Task item: The expected output is each line in the data below that includes the string "Cursor".

Listed records:
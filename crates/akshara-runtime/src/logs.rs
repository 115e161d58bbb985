use crate::process::describe;
use crate::RuntimeError;
use std::io::{BufRead, BufReader, Read};
use std::process::{Child, Command, Stdio};
use std::sync::atomic::{AtomicUsize, Ordering};
use std::sync::Arc;
use std::thread::JoinHandle;
use tracing::{debug, trace};

/// Background consumer of container output.
///
/// Each line is emitted as a `debug` event tagged with the service that
/// produced it. Dropping the follower kills the underlying process.
pub struct LogFollower {
    project: String,
    child: Option<Child>,
    reader: Option<JoinHandle<()>>,
    forwarded: Arc<AtomicUsize>,
}

impl LogFollower {
    /// Spawn `cmd` and forward its stdout.
    pub fn spawn(project: &str, mut cmd: Command) -> Result<Self, RuntimeError> {
        debug!("following logs: {}", describe(&cmd));
        let mut child = cmd
            .stdin(Stdio::null())
            .stdout(Stdio::piped())
            .stderr(Stdio::null())
            .spawn()?;
        let stdout = child
            .stdout
            .take()
            .ok_or_else(|| RuntimeError::Parse("log follower has no stdout".to_owned()))?;
        let mut follower = Self::from_reader(project, stdout);
        follower.child = Some(child);
        Ok(follower)
    }

    /// Forward lines from an arbitrary reader until it reaches end of file.
    pub fn from_reader<R: Read + Send + 'static>(project: &str, source: R) -> Self {
        let forwarded = Arc::new(AtomicUsize::new(0));
        let counter = Arc::clone(&forwarded);
        let project_name = project.to_owned();
        let reader = std::thread::spawn(move || {
            for line in BufReader::new(source).lines() {
                let Ok(line) = line else { break };
                let (service, message) = split_service_prefix(&line);
                debug!(project = %project_name, service, "{message}");
                counter.fetch_add(1, Ordering::Relaxed);
            }
            trace!(project = %project_name, "log stream closed");
        });
        Self {
            project: project.to_owned(),
            child: None,
            reader: Some(reader),
            forwarded,
        }
    }

    pub fn project(&self) -> &str {
        &self.project
    }

    /// Number of lines forwarded so far.
    pub fn forwarded(&self) -> usize {
        self.forwarded.load(Ordering::Relaxed)
    }

    pub fn is_finished(&self) -> bool {
        self.reader.as_ref().is_none_or(JoinHandle::is_finished)
    }

    /// Kill the log process and wait for the reader thread to drain.
    pub fn stop(&mut self) {
        if let Some(mut child) = self.child.take() {
            let _ = child.kill();
            let _ = child.wait();
        }
        if let Some(reader) = self.reader.take() {
            // Readers without a child end on their own EOF; don't block on them.
            if reader.is_finished() {
                let _ = reader.join();
            }
        }
    }
}

impl Drop for LogFollower {
    fn drop(&mut self) {
        self.stop();
    }
}

/// Split compose's `service-1  | message` prefix.
fn split_service_prefix(line: &str) -> (&str, &str) {
    match line.split_once(" | ") {
        Some((prefix, message)) => {
            let name = prefix.trim();
            // Strip the replica suffix: `front-1` -> `front`.
            let service = match name.rsplit_once('-') {
                Some((base, idx)) if idx.chars().all(|c| c.is_ascii_digit()) => base,
                _ => name,
            };
            (service, message)
        }
        None => ("-", line),
    }
}

#[cfg(test)]
mod tests {
    use super::*;
    use std::io::Cursor;
    use std::time::{Duration, Instant};

    #[test]
    fn splits_service_prefix() {
        assert_eq!(
            split_service_prefix("front-1  | Listening at: http://0.0.0.0:8085"),
            ("front", "Listening at: http://0.0.0.0:8085")
        );
        assert_eq!(split_service_prefix("back | ok"), ("back", "ok"));
        assert_eq!(split_service_prefix("no prefix"), ("-", "no prefix"));
    }

    #[test]
    fn forwards_every_line() {
        let input = "front-1 | a\nback-1 | b\nfonts-1 | c\n";
        let follower = LogFollower::from_reader("p", Cursor::new(input.as_bytes().to_vec()));
        let start = Instant::now();
        while !follower.is_finished() && start.elapsed() < Duration::from_secs(5) {
            std::thread::sleep(Duration::from_millis(5));
        }
        assert_eq!(follower.forwarded(), 3);
        assert_eq!(follower.project(), "p");
    }

    #[cfg(unix)]
    #[test]
    fn drop_kills_process() {
        let mut cmd = Command::new("sh");
        cmd.args(["-c", "while true; do echo 'x | tick'; sleep 0.01; done"]);
        let follower = LogFollower::spawn("p", cmd).unwrap();
        std::thread::sleep(Duration::from_millis(50));
        drop(follower);
    }
}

Your response:
    use std::io::Cursor;
        let follower = LogFollower::from_reader("p", Cursor::new(input.as_bytes().to_vec()));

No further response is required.